Objective To compare two modalities of thermal management (with and without the use of a servo-controlled system) immediately after birth.
Study design and setting Multicentre, unblinded, randomised trial conducted 15 Italian tertiary hospitals.
Participants Infants with estimated birth weight <1500 g and/or gestational age <30+6 weeks.
Intervention Thermal management with or without a thermal servo-controlled system during stabilisation in the delivery room.
Primary outcome Proportion of normothermia at NICU admission (axillary temperature 36.5°C–37.5°C).

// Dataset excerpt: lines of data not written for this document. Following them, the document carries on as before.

//! Orchestrator interface and the read-only cluster state view.
//!
//! The view is a thin layer over the orchestrator and node pool clients:
//! - Every call goes to the backend (no caching)
//! - Every call carries the configured call timeout
//! - Two calls made moments apart may disagree; callers must tolerate that

use std::sync::Arc;
use std::time::Duration;

use async_trait::async_trait;
use chrono::{DateTime, Utc};
use tidepool_events::DrainState;
use tidepool_id::NodeId;
use tracing::debug;

use crate::error::{bounded, ApiResult, ControllerResult};
use crate::model::{
    last_activity, Node, PoolDescription, RunTaskOutput, RunTaskRequest, StoppedTask,
};
use crate::pool::NodePoolClient;

/// Container orchestrator operations used by the controller.
#[async_trait]
pub trait ClusterApi: Send + Sync {
    /// Place a task on the cluster.
    async fn run_task(&self, request: RunTaskRequest) -> ApiResult<RunTaskOutput>;

    /// List every registered node.
    async fn list_nodes(&self) -> ApiResult<Vec<Node>>;

    /// List tasks that have stopped on a node.
    async fn list_stopped_tasks(&self, node_id: &NodeId) -> ApiResult<Vec<StoppedTask>>;

    /// Change a node's drain state.
    async fn set_drain_state(&self, node_id: &NodeId, state: DrainState) -> ApiResult<()>;
}

/// Read-only queries against the orchestrator and node pool.
#[derive(Clone)]
pub struct ClusterStateView {
    cluster: Arc<dyn ClusterApi>,
    pool: Arc<dyn NodePoolClient>,
    call_timeout: Duration,
}

impl ClusterStateView {
    pub fn new(
        cluster: Arc<dyn ClusterApi>,
        pool: Arc<dyn NodePoolClient>,
        call_timeout: Duration,
    ) -> Self {
        Self {
            cluster,
            pool,
            call_timeout,
        }
    }

    pub fn call_timeout(&self) -> Duration {
        self.call_timeout
    }

    /// All registered nodes.
    pub async fn list_nodes(&self) -> ControllerResult<Vec<Node>> {
        bounded("list_nodes", self.call_timeout, self.cluster.list_nodes()).await
    }

    /// Number of registered nodes.
    pub async fn registered_node_count(&self) -> ControllerResult<u32> {
        let nodes = self.list_nodes().await?;
        Ok(u32::try_from(nodes.len()).unwrap_or(u32::MAX))
    }

    /// Most recent activity on a node: registration or latest task stop.
    pub async fn last_activity(&self, node: &Node) -> ControllerResult<DateTime<Utc>> {
        let stopped = bounded(
            "list_stopped_tasks",
            self.call_timeout,
            self.cluster.list_stopped_tasks(&node.node_id),
        )
        .await?;

        let activity = last_activity(node, &stopped);
        debug!(
            node_id = %node.node_id,
            stopped_tasks = stopped.len(),
            last_activity = %activity,
            "Read node activity"
        );
        Ok(activity)
    }

    /// Current desired capacity of the node pool.
    pub async fn describe_desired_capacity(&self) -> ControllerResult<u32> {
        Ok(self.describe_pool().await?.desired_capacity)
    }

    /// Full node pool description, including member instances.
    pub async fn describe_pool(&self) -> ControllerResult<PoolDescription> {
        bounded("describe_pool", self.call_timeout, self.pool.describe_pool()).await
    }
}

Results At NICU admission, normothermia was achieved in 89/225 neonates (39.6%) with the thermal servo-controlled system and 95/225 neonates (42.2%) without the thermal servo-controlled system (risk ratio 0.94, 95% CI 0.75 to 1.17). Thermal servo-controlled system was associated with increased mild hypothermia (36°C–36.4°C) (risk ratio 1.48, 95% CI 1.09 to 2.01).
Conclusions In very low birthweight infants, thermal management with the servo-controlled system conferred no advantage in maintaining normothermia at NICU admission, while it was associated with increased mild hypothermia. Thermal management of preterm infants immediately after birth remains a challenge.